§ **Data to examine**

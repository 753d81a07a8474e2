use indexmap::IndexMap;
use serde::{Deserialize, Serialize};

use super::named::NamedMap;
use super::parameter::Parameter;
use super::resource::Resource;
use super::security::{SecuredBy, SecurityScheme};
use super::types::TypeDeclaration;

/// Root of the parsed RAML document.
#[derive(Debug, Clone, PartialEq, Serialize, Deserialize)]
pub struct Api {
    pub title: String,

    #[serde(skip_serializing_if = "Option::is_none")]
    pub description: Option<String>,

    #[serde(skip_serializing_if = "Option::is_none")]
    pub version: Option<String>,

    #[serde(rename = "baseUri", skip_serializing_if = "Option::is_none")]
    pub base_uri: Option<String>,

    #[serde(
        rename = "baseUriParameters",
        default,
        skip_serializing_if = "IndexMap::is_empty"
    )]
    pub base_uri_parameters: IndexMap<String, Parameter>,

    #[serde(default, skip_serializing_if = "Vec::is_empty")]
    pub resources: Vec<Resource>,

    #[serde(default)]
    pub types: NamedMap<TypeDeclaration>,

    #[serde(rename = "securitySchemes", default)]
    pub security_schemes: NamedMap<SecurityScheme>,

    #[serde(rename = "securedBy", default, skip_serializing_if = "Vec::is_empty")]
    pub secured_by: Vec<SecuredBy>,
}
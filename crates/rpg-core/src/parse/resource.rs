use indexmap::IndexMap;
use serde::{Deserialize, Serialize};

use super::annotation::Annotations;
use super::parameter::Parameter;
use super::security::SecuredBy;

/// A resource in the parsed document. `relativeUri` may span several path
/// segments (`/bounce/url`).
#[derive(Debug, Clone, PartialEq, Default, Serialize, Deserialize)]
pub struct Resource {
    #[serde(rename = "relativeUri")]
    pub relative_uri: String,

    #[serde(rename = "displayName", skip_serializing_if = "Option::is_none")]
    pub display_name: Option<String>,

    #[serde(skip_serializing_if = "Option::is_none")]
    pub description: Option<String>,

    #[serde(
        rename = "uriParameters",
        default,
        skip_serializing_if = "IndexMap::is_empty"
    )]
    pub uri_parameters: IndexMap<String, Parameter>,

    #[serde(default, skip_serializing_if = "Vec::is_empty")]
    pub methods: Vec<Method>,

    #[serde(default, skip_serializing_if = "Vec::is_empty")]
    pub resources: Vec<Resource>,

    #[serde(rename = "securedBy", default, skip_serializing_if = "Vec::is_empty")]
    pub secured_by: Vec<SecuredBy>,
}

/// An HTTP method on a resource.
#[derive(Debug, Clone, PartialEq, Default, Serialize, Deserialize)]
pub struct Method {
    pub method: String,

    #[serde(skip_serializing_if = "Option::is_none")]
    pub description: Option<String>,

    #[serde(rename = "displayName", skip_serializing_if = "Option::is_none")]
    pub display_name: Option<String>,

    #[serde(rename = "queryParameters", skip_serializing_if = "Option::is_none")]
    pub query_parameters: Option<IndexMap<String, Parameter>>,

    #[serde(skip_serializing_if = "Option::is_none")]
    pub headers: Option<IndexMap<String, Parameter>>,

    #[serde(rename = "securedBy", default, skip_serializing_if = "Vec::is_empty")]
    pub secured_by: Vec<SecuredBy>,

    #[serde(default, skip_serializing_if = "IndexMap::is_empty")]
    pub annotations: Annotations,
}
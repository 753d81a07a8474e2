use std::collections::HashSet;

use minijinja::{Environment, context};
use rpg_core::GeneratorError;
use rpg_core::ir::{IrMethod, IrResource, IrSegment, IrSpec};
use rpg_core::transform::name_normalizer::{
    normalize_name, php_method_name, php_variable_name,
};
use serde::Serialize;

use super::{EmitOptions, render};
use crate::type_mapper::{php_list, php_literal, php_map, php_string};

/// Methods of PSR-7 requests that query setters must not shadow.
const PSR7_METHODS: &[&str] = &[
    "withAddedHeader",
    "withBody",
    "withHeader",
    "withMethod",
    "withProtocolVersion",
    "withRequestTarget",
    "withUri",
    "withoutHeader",
];

#[derive(Debug, Serialize)]
struct NodeContext {
    id: String,
    root: bool,
    accessors: Vec<AccessorContext>,
    methods: Vec<MethodContext>,
    requests: Vec<RequestContext>,
}

#[derive(Debug, Serialize)]
struct AccessorContext {
    method: String,
    target: String,
    uri: String,
    parameterized: bool,
    signature: String,
    interpolate: String,
    defaults: String,
}

#[derive(Debug, Serialize)]
struct MethodContext {
    name: String,
    verb: String,
    query: bool,
    description: Option<String>,
    return_type: String,
    request_class: Option<String>,
    default_headers: Vec<HeaderContext>,
    security_schemes: Option<String>,
}

#[derive(Debug, Serialize)]
struct HeaderContext {
    lower: String,
    upper: String,
    value: String,
}

#[derive(Debug, Serialize)]
struct RequestContext {
    class: String,
    params: Vec<QuerySetterContext>,
}

#[derive(Debug, Serialize)]
struct QuerySetterContext {
    name: String,
    key: String,
    variable: String,
    setter: String,
}

/// Emit `classes.php`: the resource base class, the request class, the
/// request builder and one class per resource node.
pub fn emit_classes(
    env: &Environment<'_>,
    ir: &IrSpec,
    options: &EmitOptions,
) -> Result<String, GeneratorError> {
    let nodes: Vec<NodeContext> = ir
        .root
        .walk()
        .into_iter()
        .map(|node| build_node(node, node.id == ir.root.id))
        .collect();

    let base_uri_defaults = php_map(ir.base_uri_parameters.iter().filter_map(|p| {
        p.default.as_ref().map(|d| (p.name.as_str(), php_literal(d)))
    }));

    render(
        env,
        "classes.php.j2",
        context! {
            namespace => &options.namespace,
            strict_types => options.strict_types,
            base_uri => php_string(ir.base_uri.as_deref().unwrap_or("")),
            base_uri_defaults => base_uri_defaults,
            nodes => nodes,
        },
    )
}

fn build_node(node: &IrResource, root: bool) -> NodeContext {
    let mut accessors = Vec::new();
    for child in &node.children {
        if let Some(fixed) = &child.fixed {
            accessors.push(fixed_accessor(child, fixed));
        }
        if let Some(param) = &child.parameterized {
            accessors.push(param_accessor(child, param));
        }
    }

    let mut methods = Vec::new();
    let mut requests = Vec::new();
    for method in &node.methods {
        let request = query_request(&node.id, method);
        methods.push(MethodContext {
            name: method.verb.as_lower().to_string(),
            verb: php_string(method.verb.as_str()),
            query: method.verb.is_query(),
            description: method.description.clone(),
            return_type: request
                .as_ref()
                .map_or_else(|| "RequestInterface".to_string(), |r| r.class.clone()),
            request_class: request.as_ref().map(|r| r.class.clone()),
            default_headers: method
                .default_headers
                .iter()
                .map(|h| HeaderContext {
                    lower: php_string(&h.name.to_ascii_lowercase()),
                    upper: php_string(&h.name.to_ascii_uppercase()),
                    value: php_literal(&h.value),
                })
                .collect(),
            security_schemes: (!method.security_schemes.is_empty())
                .then(|| php_list(method.security_schemes.iter().map(String::as_str))),
        });
        requests.extend(request);
    }

    NodeContext {
        id: node.id.clone(),
        root,
        accessors,
        methods,
        requests,
    }
}

fn fixed_accessor(child: &IrResource, segment: &IrSegment) -> AccessorContext {
    AccessorContext {
        method: php_method_name(&child.name.camel_case),
        target: child.id.clone(),
        uri: php_string(&segment.relative_uri),
        parameterized: false,
        signature: String::new(),
        interpolate: "[]".to_string(),
        defaults: "[]".to_string(),
    }
}

fn param_accessor(child: &IrResource, segment: &IrSegment) -> AccessorContext {
    let params = &segment.uri_parameters;
    AccessorContext {
        method: format!("with{}", child.name.pascal_case),
        target: child.id.clone(),
        uri: php_string(&segment.relative_uri),
        parameterized: true,
        signature: params
            .iter()
            .map(|p| format!("${} = null", p.variable))
            .collect::<Vec<_>>()
            .join(", "),
        interpolate: php_map(
            params
                .iter()
                .map(|p| (p.name.as_str(), format!("${}", p.variable))),
        ),
        defaults: php_map(params.iter().filter_map(|p| {
            p.default.as_ref().map(|d| (p.name.as_str(), php_literal(d)))
        })),
    }
}

/// Request subclass with query setters, for methods declaring query parameters.
fn query_request(node_id: &str, method: &IrMethod) -> Option<RequestContext> {
    let declared = method.query_parameters.as_ref()?;
    if declared.is_empty() {
        return None;
    }

    let mut seen = HashSet::new();
    let params = declared
        .iter()
        .filter_map(|param| {
            let mut setter = format!("with{}", param.name.pascal_case);
            if PSR7_METHODS.contains(&setter.as_str()) {
                setter.push_str("Param");
            }
            if !seen.insert(setter.clone()) {
                log::warn!(
                    "query parameter {} of {node_id} maps to existing setter {setter}",
                    param.original_name
                );
                return None;
            }
            Some(QuerySetterContext {
                name: param.original_name.clone(),
                key: php_string(&param.original_name),
                variable: php_variable_name(&param.name.camel_case),
                setter,
            })
        })
        .collect();

    Some(RequestContext {
        class: format!(
            "{node_id}{}Request",
            normalize_name(method.verb.as_lower()).pascal_case
        ),
        params,
    })
}
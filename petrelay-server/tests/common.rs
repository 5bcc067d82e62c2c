use std::sync::Arc;

use axum_test::TestServer;
use petrelay_core::{FindingsStore, ManualClock};
use petrelay_server::{AppState, create_app, infra::config::ServerConfig};

// Code is used by test modules, but not in this scope
#[allow(unused, missing_debug_implementations)]
pub struct TestApp {
    pub server: TestServer,
    pub clock: Arc<ManualClock>,
    pub state: AppState,
}

#[allow(unused)]
pub fn build_test_app() -> TestApp {
    build_test_app_with_config(ServerConfig::default())
}

#[allow(unused)]
pub fn build_test_app_with_config(config: ServerConfig) -> TestApp {
    let clock = Arc::new(ManualClock::starting_now());
    let findings = Arc::new(FindingsStore::with_clock(clock.clone()));
    let state = AppState::new(findings, Arc::new(config));
    let server =
        TestServer::new(create_app(state.clone())).expect("build test server");

    TestApp {
        server,
        clock,
        state,
    }
}
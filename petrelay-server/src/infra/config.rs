use std::net::{IpAddr, Ipv4Addr, SocketAddr};

use thiserror::Error;

pub const DEFAULT_PORT: u16 = 3000;

/// Largest accepted request body (10 MiB).
pub const MAX_BODY_BYTES: usize = 10 * 1024 * 1024;

#[derive(Debug, Error, PartialEq, Eq)]
pub enum ConfigError {
    #[error("PORT must be a number between 1 and 65535, got {raw:?}")]
    InvalidPort { raw: String },
}

/// Server configuration loaded from the environment.
#[derive(Debug, Clone, PartialEq, Eq)]
pub struct ServerConfig {
    pub host: IpAddr,
    pub port: u16,
    pub body_limit: usize,
    /// Whether a `.env` file was found and applied.
    pub env_file_loaded: bool,
}

impl Default for ServerConfig {
    fn default() -> Self {
        Self {
            host: IpAddr::V4(Ipv4Addr::UNSPECIFIED),
            port: DEFAULT_PORT,
            body_limit: MAX_BODY_BYTES,
            env_file_loaded: false,
        }
    }
}

impl ServerConfig {
    /// Load `.env` if present, then read `PORT`.
    pub fn from_env() -> Result<Self, ConfigError> {
        let env_file_loaded = dotenvy::dotenv().is_ok();
        let mut config = Self::from_lookup(|key| std::env::var(key).ok())?;
        config.env_file_loaded = env_file_loaded;
        Ok(config)
    }

    /// Build a config from an arbitrary variable source.
    pub fn from_lookup<F>(lookup: F) -> Result<Self, ConfigError>
    where
        F: Fn(&str) -> Option<String>,
    {
        let mut config = Self::default();
        if let Some(raw) = lookup("PORT") {
            config.port = parse_port(&raw)?;
        }
        Ok(config)
    }

    /// Apply a CLI port override, if one was given.
    pub fn with_port_override(mut self, port: Option<u16>) -> Self {
        if let Some(port) = port {
            self.port = port;
        }
        self
    }

    pub fn bind_addr(&self) -> SocketAddr {
        SocketAddr::new(self.host, self.port)
    }
}

fn parse_port(raw: &str) -> Result<u16, ConfigError> {
    match raw.trim().parse::<u16>() {
        Ok(port) if port != 0 => Ok(port),
        _ => Err(ConfigError::InvalidPort {
            raw: raw.to_string(),
        }),
    }
}
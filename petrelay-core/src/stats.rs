//! Aggregate statistics over the live findings.

use std::collections::HashMap;

use chrono::{DateTime, SecondsFormat, Utc};
use serde::{Serialize, Serializer};

use crate::finding::Finding;

/// Number of entries reported in [`FindingStats::top_pets`].
pub const TOP_PETS_LIMIT: usize = 10;

/// Occurrence count for one pet name.
#[derive(Debug, Clone, PartialEq, Eq, Serialize)]
pub struct PetCount {
    /// Pet name.
    pub pet: String,
    /// Occurrences summed across every live finding.
    pub count: usize,
}

/// Summary of the live findings.
#[derive(Debug, Clone, PartialEq, Eq, Serialize)]
#[serde(rename_all = "camelCase")]
pub struct FindingStats {
    /// Live finding count.
    pub total_findings: usize,
    /// Distinct pet names across all live findings.
    pub unique_pets: usize,
    /// Most frequent pets, highest first.
    pub top_pets: Vec<PetCount>,
    /// Timestamp of the oldest live finding.
    #[serde(serialize_with = "serialize_iso_millis")]
    pub oldest_finding: Option<DateTime<Utc>>,
    /// Timestamp of the newest live finding.
    #[serde(serialize_with = "serialize_iso_millis")]
    pub newest_finding: Option<DateTime<Utc>>,
}

impl FindingStats {
    /// Aggregate over `findings`, which must already be compacted.
    ///
    /// Pets are tallied in iteration order, and ties in the ranking keep the
    /// order in which each pet was first seen.
    pub fn from_findings(findings: &[Finding]) -> Self {
        let mut tally: Vec<PetCount> = Vec::new();
        let mut positions: HashMap<&str, usize> = HashMap::new();

        for pet in findings.iter().flat_map(|finding| finding.pets.iter()) {
            match positions.get(pet.as_str()) {
                Some(&index) => tally[index].count += 1,
                None => {
                    positions.insert(pet.as_str(), tally.len());
                    tally.push(PetCount {
                        pet: pet.clone(),
                        count: 1,
                    });
                }
            }
        }

        let unique_pets = tally.len();
        tally.sort_by(|a, b| b.count.cmp(&a.count));
        tally.truncate(TOP_PETS_LIMIT);

        Self {
            total_findings: findings.len(),
            unique_pets,
            top_pets: tally,
            oldest_finding: findings.iter().map(|f| f.timestamp).min(),
            newest_finding: findings.iter().map(|f| f.timestamp).max(),
        }
    }
}

fn serialize_iso_millis<S>(
    value: &Option<DateTime<Utc>>,
    serializer: S,
) -> Result<S::Ok, S::Error>
where
    S: Serializer,
{
    match value {
        Some(instant) => serializer.serialize_str(
            &instant.to_rfc3339_opts(SecondsFormat::Millis, true),
        ),
        None => serializer.serialize_none(),
    }
}
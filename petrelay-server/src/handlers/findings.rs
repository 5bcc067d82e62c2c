use axum::{
    Json,
    extract::{State, rejection::JsonRejection},
};
use petrelay_core::{Finding, FindingStats, SubmitFinding};
use serde::Serialize;
use tracing::{debug, warn};

use crate::infra::{
    app_state::AppState,
    errors::{AppError, AppResult},
};

#[derive(Debug, Serialize)]
#[serde(rename_all = "camelCase")]
pub struct SubmitResponse {
    pub success: bool,
    pub message: String,
    pub finding_count: usize,
}

#[derive(Debug, Serialize)]
pub struct PetsResponse {
    pub success: bool,
    pub pets: Vec<Finding>,
    pub count: usize,
    /// Unix milliseconds at which the listing was taken.
    pub timestamp: i64,
}

#[derive(Debug, Serialize)]
pub struct StatsResponse {
    pub success: bool,
    pub stats: FindingStats,
}

#[derive(Debug, Serialize)]
pub struct ClearResponse {
    pub success: bool,
    pub message: String,
}

/// Record a finding from a scanner
///
/// # Request
///
/// ```json
/// {
///   "jobId": "2f0c…",
///   "placeId": "1094…",
///   "pets": ["Cat", "Dog"],
///   "rates": { "Cat": 5 }
/// }
/// ```
///
/// # Response
///
/// - `200 OK` with the store size after the write
/// - `400 Bad Request` if the body is malformed or a required field is
///   missing or empty; nothing is stored
///
/// A finding for an already-known `(jobId, placeId)` replaces the old one.
pub async fn submit_finding_handler(
    State(state): State<AppState>,
    payload: Result<Json<SubmitFinding>, JsonRejection>,
) -> AppResult<Json<SubmitResponse>> {
    let Json(submission) = payload.map_err(|rejection| {
        warn!(reason = %rejection.body_text(), "rejected malformed submission");
        AppError::from(rejection)
    })?;

    let outcome = state.findings().submit(submission).map_err(|err| {
        warn!(error = %err, "rejected invalid submission");
        AppError::from(err)
    })?;

    debug!(
        job_id = %outcome.key.job_id,
        place_id = %outcome.key.place_id,
        count = outcome.count,
        "submission accepted"
    );

    let message = if outcome.replaced {
        "Finding updated"
    } else {
        "Finding submitted"
    };

    Ok(Json(SubmitResponse {
        success: true,
        message: message.to_string(),
        finding_count: outcome.count,
    }))
}

/// List live findings, newest first
///
/// Expired and over-capacity findings are compacted away before the listing
/// is taken.
pub async fn list_pets_handler(
    State(state): State<AppState>,
) -> AppResult<Json<PetsResponse>> {
    let snapshot = state.findings().list();

    Ok(Json(PetsResponse {
        success: true,
        count: snapshot.count,
        pets: snapshot.findings,
        timestamp: snapshot.timestamp.timestamp_millis(),
    }))
}

/// Aggregate statistics over live findings
pub async fn stats_handler(
    State(state): State<AppState>,
) -> AppResult<Json<StatsResponse>> {
    Ok(Json(StatsResponse {
        success: true,
        stats: state.findings().stats(),
    }))
}

/// Drop every stored finding
pub async fn clear_handler(State(state): State<AppState>) -> Json<ClearResponse> {
    let removed = state.findings().clear();

    Json(ClearResponse {
        success: true,
        message: format!("Cleared {removed} findings"),
    })
}
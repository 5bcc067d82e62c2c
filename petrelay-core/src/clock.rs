//! Time source used by the store for stamping and expiring findings.

use std::fmt;

use chrono::{DateTime, Duration, Utc};
use parking_lot::Mutex;

/// Wall-clock source.
pub trait Clock: Send + Sync + fmt::Debug {
    /// Current instant.
    fn now(&self) -> DateTime<Utc>;
}

/// Reads the system clock.
#[derive(Debug, Default, Clone, Copy)]
pub struct SystemClock;

impl Clock for SystemClock {
    fn now(&self) -> DateTime<Utc> {
        Utc::now()
    }
}

/// A clock that only moves when told to.
///
/// Lets callers exercise expiry without sleeping.
#[derive(Debug)]
pub struct ManualClock {
    now: Mutex<DateTime<Utc>>,
}

impl ManualClock {
    /// Start the clock at `start`.
    pub fn new(start: DateTime<Utc>) -> Self {
        Self {
            now: Mutex::new(start),
        }
    }

    /// Start the clock at the current system time.
    pub fn starting_now() -> Self {
        Self::new(Utc::now())
    }

    /// Move the clock forward by `delta`.
    pub fn advance(&self, delta: Duration) {
        let mut now = self.now.lock();
        *now += delta;
    }

    /// Jump to an absolute instant.
    pub fn set(&self, instant: DateTime<Utc>) {
        *self.now.lock() = instant;
    }
}

impl Clock for ManualClock {
    fn now(&self) -> DateTime<Utc> {
        *self.now.lock()
    }
}
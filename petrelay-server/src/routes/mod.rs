pub mod api;

use std::any::Any;

use axum::{
    Router,
    extract::DefaultBodyLimit,
    response::{IntoResponse, Response},
    routing::get,
};
use tower_http::{
    catch_panic::CatchPanicLayer, cors::CorsLayer, trace::TraceLayer,
};
use tracing::error;

use crate::{
    AppState,
    handlers::index,
    infra::errors::{AppError, INTERNAL_ERROR_MESSAGE},
};

/// A public endpoint, as advertised by `GET /`.
#[derive(Debug, Clone, Copy)]
pub struct Endpoint {
    pub name: &'static str,
    pub method: &'static str,
    pub path: &'static str,
}

pub const ENDPOINTS: &[Endpoint] = &[
    Endpoint {
        name: "submit",
        method: "POST",
        path: "/api/submit",
    },
    Endpoint {
        name: "pets",
        method: "GET",
        path: "/api/pets",
    },
    Endpoint {
        name: "stats",
        method: "GET",
        path: "/api/stats",
    },
    Endpoint {
        name: "clear",
        method: "POST",
        path: "/api/clear",
    },
];

pub fn create_app(state: AppState) -> Router {
    let body_limit = state.config().body_limit;

    let router = Router::new()
        .route("/", get(index::root_handler))
        .route("/health", get(index::health_handler))
        .nest("/api", api::create_api_router());

    with_middleware(router, body_limit).with_state(state)
}

/// Wrap `router` in the shared HTTP middleware stack.
///
/// Layers are applied innermost first: body limit, panic capture, tracing,
/// then CORS on the outside.
pub fn with_middleware(
    router: Router<AppState>,
    body_limit: usize,
) -> Router<AppState> {
    router
        .layer(DefaultBodyLimit::max(body_limit))
        .layer(CatchPanicLayer::custom(panic_response))
        .layer(TraceLayer::new_for_http())
        .layer(CorsLayer::permissive())
}

fn panic_response(panic: Box<dyn Any + Send + 'static>) -> Response {
    let detail = panic
        .downcast_ref::<String>()
        .map(String::as_str)
        .or_else(|| panic.downcast_ref::<&str>().copied())
        .unwrap_or("unknown panic payload");
    error!(panic = detail, "handler panicked");

    AppError::internal(INTERNAL_ERROR_MESSAGE).into_response()
}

§ **The task**
Scan the data for the word "NodeContext" and copy every line where it shows up.

§ **Answer for this exercise**
struct NodeContext {
    let nodes: Vec<NodeContext> = ir
fn build_node(node: &IrResource, root: bool) -> NodeContext {
    NodeContext {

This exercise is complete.